Go through the following data and transcribe exactly the stretch of lines from the one holding "assert!(!state.pause());" to the one holding "assert!(!state.move_right());", both included.

——————

#[cfg(test)]
mod tests {
    use super::*;

    fn scripted(kinds: &[PieceKind], board: Board) -> GameState {
        let mut state = GameState::with_generator(
            Difficulty::Easy,
            board,
            PieceGenerator::sequence(kinds),
        );
        assert!(state.start());
        state
    }

    #[test]
    fn new_game_is_ready_with_two_pieces() {
        let state = GameState::new(Difficulty::Medium, 7, Randomizer::Uniform);
        assert_eq!(state.phase(), Phase::Ready);
        assert!(state.current().is_some());
        assert_eq!(state.level(), 1);
        assert_eq!(state.score(), 0);
        assert_eq!(state.board().filled_count(), 0);
    }

    #[test]
    fn piece_commands_rejected_until_started() {
        let mut state = GameState::default();
        let before = state.snapshot();
        assert!(!state.move_left());
        assert!(!state.move_down());
        assert!(!state.hard_drop());
        assert!(!state.rotate());
        assert_eq!(state.snapshot(), before);
    }

    #[test]
    fn start_only_from_ready() {
        let mut state = GameState::default();
        assert!(state.start());
        assert!(!state.start());
        assert!(state.pause());
        assert!(!state.start());
    }

    #[test]
    fn pause_twice_is_same_as_once() {
        let mut state = GameState::default();
        state.start();
        assert!(state.pause());
        let once = state.snapshot();
        assert!(!state.pause());
        assert_eq!(state.snapshot(), once);
        assert!(state.resume());
        assert!(!state.resume());
        assert!(state.is_running());
    }

    #[test]
    fn moves_stop_at_walls() {
        let mut state = scripted(&[PieceKind::I], Board::new());
        // I spawns at x = 3 and is four wide.
        assert!(state.move_left());
        assert!(state.move_left());
        assert!(state.move_left());
        assert!(!state.move_left());
        assert_eq!(state.current().map(|p| p.x), Some(0));

        for _ in 0..6 {
            assert!(state.move_right());
        }
        assert!(!state.move_right());
        assert_eq!(state.current().map(|p| p.x), Some(6));
    }

    #[test]
    fn hard_drop_i_lands_on_bottom_row_without_clearing() {
        let mut state = scripted(&[PieceKind::I, PieceKind::O], Board::new());
        assert!(state.hard_drop());
        let event = state.take_last_event().expect("lock event");
        assert_eq!(event.lines_cleared, 0);
        assert_eq!(event.points, 0);
        assert!(!event.game_over);
        for x in 3..7 {
            assert!(state.board().is_occupied(x, 19));
        }
        assert_eq!(state.board().filled_count(), 4);
        assert_eq!(state.current().map(|p| p.kind), Some(PieceKind::O));
        assert!(state.take_last_event().is_none());
    }

    #[test]
    fn filling_the_gap_clears_one_line_and_shifts() {
        // Bottom row missing only column 0, one marker cell above it.
        let board = Board::from_ascii(&[".....#....", ".#########"]);
        let mut state = scripted(&[PieceKind::I, PieceKind::O], board);
        // Stand the I up in column 0.
        assert!(state.rotate());
        while state.move_left() {}
        assert_eq!(state.current().map(|p| p.x), Some(0));
        assert!(state.hard_drop());

        let event = state.take_last_event().expect("lock event");
        assert_eq!(event.lines_cleared, 1);
        assert_eq!(event.points, 40);
        assert_eq!(state.lines(), 1);
        assert_eq!(state.score(), 40);
        // Marker moved from row 18 to row 19, the I's top three cells now sit in column 0.
        assert!(state.board().is_occupied(5, 19));
        assert!(state.board().is_occupied(0, 19));
        assert!(state.board().is_occupied(0, 17));
        assert!(!state.board().is_occupied(0, 16));
        assert_eq!(state.board().filled_count(), 4);
    }

    #[test]
    fn rotation_rejected_when_blocked() {
        let mut state = scripted(&[PieceKind::I], Board::new());
        while state.move_down() && state.current().map(|p| p.y) != Some(19) {}
        // Lying flat on the floor, a vertical I would poke below the board.
        let before = state.current();
        assert!(!state.rotate());
        assert_eq!(state.current(), before);
    }

    #[test]
    fn four_rotations_return_to_spawn_shape() {
        let mut state = scripted(&[PieceKind::T], Board::new());
        for _ in 0..3 {
            assert!(state.move_down());
        }
        let start = state.current();
        for _ in 0..4 {
            assert!(state.rotate());
        }
        assert_eq!(state.current(), start);
    }

    #[test]
    fn blocked_spawn_ends_the_game_and_freezes_state() {
        let rows = ["#########."; 19];
        let mut state = scripted(&[PieceKind::O], Board::from_ascii(&rows));
        assert!(state.move_down());
        let event = state.take_last_event().expect("lock event");
        assert!(event.game_over);
        assert_eq!(state.phase(), Phase::GameOver);
        assert!(state.current().is_none());

        let frozen = state.snapshot();
        for command in [
            Command::MoveLeft,
            Command::MoveRight,
            Command::MoveDown,
            Command::Rotate,
            Command::HardDrop,
            Command::Pause,
            Command::Resume,
            Command::Start,
        ] {
            assert!(!state.apply(command), "{command:?} accepted after game over");
        }
        assert_eq!(state.snapshot(), frozen);

        assert!(state.apply(Command::Reset));
        assert_eq!(state.phase(), Phase::Ready);
        assert_eq!(state.board().filled_count(), 0);
        assert!(state.current().is_some());
    }

    #[test]
    fn reset_keeps_difficulty_and_clears_progress() {
        let mut state = GameState::new(Difficulty::Hard, 3, Randomizer::Bag);
        state.start();
        state.hard_drop();
        assert!(state.reset());
        assert_eq!(state.difficulty(), Difficulty::Hard);
        assert_eq!(state.randomizer(), Randomizer::Bag);
        assert_eq!(state.phase(), Phase::Ready);
        assert_eq!(state.score(), 0);
        assert_eq!(state.lines(), 0);
        assert_eq!(state.level(), 1);
        assert!(state.take_last_event().is_none());
    }

    #[test]
    fn level_rises_with_cleared_lines() {
        let mut cleared = 0;
        let mut state = scripted(&[PieceKind::I], Board::new());
        // Clear ten single lines on easy by pre-filling the row under each drop.
        for _ in 0..10 {
            let mut board = state.board().clone();
            for x in 0..10 {
                if !(3..7).contains(&x) {
                    board.set(x, 19, Some(PieceKind::T));
                }
            }
            state.board = board;
            assert!(state.hard_drop());
            let event = state.take_last_event().expect("lock event");
            cleared += event.lines_cleared;
        }
        assert_eq!(cleared, 10);
        assert_eq!(state.lines(), 10);
        assert_eq!(state.level(), 2);
        assert_eq!(state.drop_interval_ms(), 750);
    }

    #[test]
    fn snapshot_is_detached_copy() {
        let mut state = scripted(&[PieceKind::L], Board::new());
        let mut snap = state.snapshot();
        snap.board[19][0] = 9;
        snap.score = 1_000_000;
        assert!(!state.board().is_occupied(0, 19));
        assert_eq!(state.score(), 0);

        assert!(state.move_down());
        assert_ne!(state.snapshot().revision, snap.revision);
    }

    #[test]
    fn ghost_row_matches_hard_drop() {
        let mut state = scripted(&[PieceKind::T, PieceKind::I], Board::new());
        let ghost = state.ghost_y().expect("ghost");
        // T spawns with its lowest row at board row 0, anchor y = -1.
        assert_eq!(ghost, 18);
        let snap = state.snapshot();
        assert_eq!(snap.ghost_y, Some(18));
        assert_eq!(snap.next.map(|n| n.kind), Some(PieceKind::I));
    }

    #[test]
    fn snapshot_cell_reads_locked_tags() {
        let mut state = scripted(&[PieceKind::O], Board::new());
        assert!(state.hard_drop());
        let snap = state.snapshot();
        assert_eq!(snap.cell(4, 19), PieceKind::O.tag());
        assert_eq!(snap.cell(5, 18), PieceKind::O.tag());
        assert_eq!(snap.cell(0, 19), 0);
        assert_eq!(snap.cell(-1, 19), 0);
        assert_eq!(snap.cell(4, 20), 0);
    }
}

——————

Exercise answer
        assert!(!state.pause());
        assert_eq!(state.snapshot(), once);
        assert!(state.resume());
        assert!(!state.resume());
        assert!(state.is_running());
    }

    #[test]
    fn moves_stop_at_walls() {
        let mut state = scripted(&[PieceKind::I], Board::new());
        // I spawns at x = 3 and is four wide.
        assert!(state.move_left());
        assert!(state.move_left());
        assert!(state.move_left());
        assert!(!state.move_left());
        assert_eq!(state.current().map(|p| p.x), Some(0));

        for _ in 0..6 {
            assert!(state.move_right());
        }
        assert!(!state.move_right());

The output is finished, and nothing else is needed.